Records from a data collection
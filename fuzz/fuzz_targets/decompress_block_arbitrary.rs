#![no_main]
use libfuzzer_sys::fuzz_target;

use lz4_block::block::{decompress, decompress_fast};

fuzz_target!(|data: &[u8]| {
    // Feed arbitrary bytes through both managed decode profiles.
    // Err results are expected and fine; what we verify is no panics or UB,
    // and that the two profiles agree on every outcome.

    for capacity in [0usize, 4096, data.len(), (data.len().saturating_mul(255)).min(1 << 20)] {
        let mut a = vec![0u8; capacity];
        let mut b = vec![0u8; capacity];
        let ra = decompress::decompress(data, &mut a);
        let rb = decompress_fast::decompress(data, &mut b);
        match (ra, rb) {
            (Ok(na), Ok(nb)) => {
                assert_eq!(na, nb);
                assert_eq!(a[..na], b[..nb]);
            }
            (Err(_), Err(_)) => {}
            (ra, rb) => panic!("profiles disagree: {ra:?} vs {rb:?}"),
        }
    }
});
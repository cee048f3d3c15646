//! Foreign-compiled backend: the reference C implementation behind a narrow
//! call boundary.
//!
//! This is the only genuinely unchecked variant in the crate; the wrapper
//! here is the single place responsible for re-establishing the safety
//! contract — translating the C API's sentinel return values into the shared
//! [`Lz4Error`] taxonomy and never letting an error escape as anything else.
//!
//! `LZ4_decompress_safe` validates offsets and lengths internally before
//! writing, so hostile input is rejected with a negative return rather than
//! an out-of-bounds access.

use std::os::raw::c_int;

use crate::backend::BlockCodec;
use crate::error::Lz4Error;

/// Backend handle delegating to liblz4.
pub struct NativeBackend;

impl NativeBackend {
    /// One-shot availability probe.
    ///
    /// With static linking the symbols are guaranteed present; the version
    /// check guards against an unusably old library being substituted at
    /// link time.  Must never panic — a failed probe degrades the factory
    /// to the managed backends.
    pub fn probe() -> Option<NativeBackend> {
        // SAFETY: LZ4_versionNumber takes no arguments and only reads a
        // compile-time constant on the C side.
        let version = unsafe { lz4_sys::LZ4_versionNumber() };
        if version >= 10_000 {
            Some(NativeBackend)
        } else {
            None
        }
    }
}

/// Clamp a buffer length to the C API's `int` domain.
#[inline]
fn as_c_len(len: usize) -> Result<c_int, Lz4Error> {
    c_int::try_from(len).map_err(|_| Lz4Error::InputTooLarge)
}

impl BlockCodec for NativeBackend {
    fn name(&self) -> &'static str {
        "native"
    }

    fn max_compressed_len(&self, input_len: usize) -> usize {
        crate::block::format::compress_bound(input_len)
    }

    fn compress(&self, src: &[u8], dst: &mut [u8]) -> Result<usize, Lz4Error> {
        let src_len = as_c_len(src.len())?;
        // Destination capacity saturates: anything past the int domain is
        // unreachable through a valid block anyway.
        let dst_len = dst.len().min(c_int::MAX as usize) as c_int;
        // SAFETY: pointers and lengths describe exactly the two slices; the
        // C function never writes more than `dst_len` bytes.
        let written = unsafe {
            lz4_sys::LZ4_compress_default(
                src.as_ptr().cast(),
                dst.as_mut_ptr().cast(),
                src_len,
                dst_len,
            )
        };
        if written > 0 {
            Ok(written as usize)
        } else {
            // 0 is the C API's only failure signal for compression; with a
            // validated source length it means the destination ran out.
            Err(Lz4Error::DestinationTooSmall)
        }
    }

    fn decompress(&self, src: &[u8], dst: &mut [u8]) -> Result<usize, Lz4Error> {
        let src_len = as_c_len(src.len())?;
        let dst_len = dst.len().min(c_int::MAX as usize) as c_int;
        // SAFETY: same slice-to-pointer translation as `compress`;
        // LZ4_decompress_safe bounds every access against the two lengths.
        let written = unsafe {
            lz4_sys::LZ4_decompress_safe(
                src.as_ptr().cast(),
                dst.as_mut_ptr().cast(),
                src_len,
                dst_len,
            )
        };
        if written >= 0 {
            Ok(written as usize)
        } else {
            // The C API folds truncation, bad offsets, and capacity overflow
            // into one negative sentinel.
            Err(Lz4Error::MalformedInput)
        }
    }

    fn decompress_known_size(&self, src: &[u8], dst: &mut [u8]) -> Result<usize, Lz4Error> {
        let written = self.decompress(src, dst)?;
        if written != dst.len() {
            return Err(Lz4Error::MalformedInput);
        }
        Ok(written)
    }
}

--

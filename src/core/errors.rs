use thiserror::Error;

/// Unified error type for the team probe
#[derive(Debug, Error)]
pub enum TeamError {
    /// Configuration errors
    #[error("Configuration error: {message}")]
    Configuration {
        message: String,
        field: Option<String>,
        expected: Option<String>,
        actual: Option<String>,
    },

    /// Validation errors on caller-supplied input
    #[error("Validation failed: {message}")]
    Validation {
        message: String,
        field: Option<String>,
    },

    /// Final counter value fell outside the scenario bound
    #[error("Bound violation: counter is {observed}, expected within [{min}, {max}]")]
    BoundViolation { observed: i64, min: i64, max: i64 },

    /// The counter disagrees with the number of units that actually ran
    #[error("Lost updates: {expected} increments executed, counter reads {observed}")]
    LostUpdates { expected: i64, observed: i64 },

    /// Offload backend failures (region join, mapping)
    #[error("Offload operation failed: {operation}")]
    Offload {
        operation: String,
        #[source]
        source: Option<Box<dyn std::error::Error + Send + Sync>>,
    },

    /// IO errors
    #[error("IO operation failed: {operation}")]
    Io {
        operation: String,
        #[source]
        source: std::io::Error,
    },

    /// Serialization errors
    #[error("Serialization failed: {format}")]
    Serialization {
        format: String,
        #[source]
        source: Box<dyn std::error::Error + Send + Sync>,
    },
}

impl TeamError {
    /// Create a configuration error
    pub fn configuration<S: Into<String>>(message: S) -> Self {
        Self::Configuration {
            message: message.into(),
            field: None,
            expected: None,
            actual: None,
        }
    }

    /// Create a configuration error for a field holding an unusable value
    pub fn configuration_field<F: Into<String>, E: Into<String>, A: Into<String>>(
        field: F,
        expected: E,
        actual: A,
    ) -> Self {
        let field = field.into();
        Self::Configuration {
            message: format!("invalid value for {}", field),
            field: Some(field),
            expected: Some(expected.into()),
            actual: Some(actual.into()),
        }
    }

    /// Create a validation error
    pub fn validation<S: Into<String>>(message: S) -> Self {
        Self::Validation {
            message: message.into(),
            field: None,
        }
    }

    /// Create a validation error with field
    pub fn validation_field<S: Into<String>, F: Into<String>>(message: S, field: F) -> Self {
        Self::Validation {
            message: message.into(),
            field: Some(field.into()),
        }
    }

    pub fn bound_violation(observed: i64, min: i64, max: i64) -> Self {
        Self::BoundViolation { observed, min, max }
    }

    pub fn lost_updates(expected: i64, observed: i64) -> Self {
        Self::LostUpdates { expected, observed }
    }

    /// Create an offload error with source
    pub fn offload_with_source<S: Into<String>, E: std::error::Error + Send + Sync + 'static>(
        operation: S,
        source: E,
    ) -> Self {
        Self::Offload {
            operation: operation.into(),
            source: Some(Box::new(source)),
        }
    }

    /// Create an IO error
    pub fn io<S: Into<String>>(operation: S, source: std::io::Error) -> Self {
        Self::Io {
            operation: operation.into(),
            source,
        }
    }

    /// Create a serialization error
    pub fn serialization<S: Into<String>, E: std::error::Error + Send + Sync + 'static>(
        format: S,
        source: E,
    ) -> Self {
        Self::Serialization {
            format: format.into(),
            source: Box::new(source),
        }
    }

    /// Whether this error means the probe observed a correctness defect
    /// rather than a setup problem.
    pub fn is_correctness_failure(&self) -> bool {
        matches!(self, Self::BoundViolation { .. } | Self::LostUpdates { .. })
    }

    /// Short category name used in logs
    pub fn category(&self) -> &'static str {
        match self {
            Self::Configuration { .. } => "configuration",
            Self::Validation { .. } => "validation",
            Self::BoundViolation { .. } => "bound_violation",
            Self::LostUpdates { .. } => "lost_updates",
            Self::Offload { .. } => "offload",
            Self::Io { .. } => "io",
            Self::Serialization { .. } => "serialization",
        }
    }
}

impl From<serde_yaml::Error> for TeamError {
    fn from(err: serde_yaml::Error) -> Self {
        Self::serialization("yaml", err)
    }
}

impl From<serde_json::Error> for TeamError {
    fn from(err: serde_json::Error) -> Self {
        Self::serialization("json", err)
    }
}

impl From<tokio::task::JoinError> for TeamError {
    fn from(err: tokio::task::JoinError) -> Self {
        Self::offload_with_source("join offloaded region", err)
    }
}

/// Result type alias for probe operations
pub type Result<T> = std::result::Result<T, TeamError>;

---

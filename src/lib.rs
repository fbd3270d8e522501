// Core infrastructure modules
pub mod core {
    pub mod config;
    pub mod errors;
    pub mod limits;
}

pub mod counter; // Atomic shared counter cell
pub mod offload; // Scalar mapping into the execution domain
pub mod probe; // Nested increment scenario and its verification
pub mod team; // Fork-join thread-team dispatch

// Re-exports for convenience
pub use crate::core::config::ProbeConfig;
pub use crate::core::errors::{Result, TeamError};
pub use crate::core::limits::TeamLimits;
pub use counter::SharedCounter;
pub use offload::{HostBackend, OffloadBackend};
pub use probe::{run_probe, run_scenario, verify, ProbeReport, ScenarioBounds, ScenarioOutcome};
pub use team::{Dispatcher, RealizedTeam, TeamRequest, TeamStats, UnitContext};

-- YOUR GOAL --
Go through the records. Copy each line where "expected" appears.

-- ANSWER BOX --
    // Err results are expected and fine; what we verify is no panics or UB,
        expected: Option<String>,
    #[error("Bound violation: counter is {observed}, expected within [{min}, {max}]")]
    #[error("Lost updates: {expected} increments executed, counter reads {observed}")]
    LostUpdates { expected: i64, observed: i64 },
            expected: None,
        expected: E,
            expected: Some(expected.into()),
    pub fn lost_updates(expected: i64, observed: i64) -> Self {
        Self::LostUpdates { expected, observed }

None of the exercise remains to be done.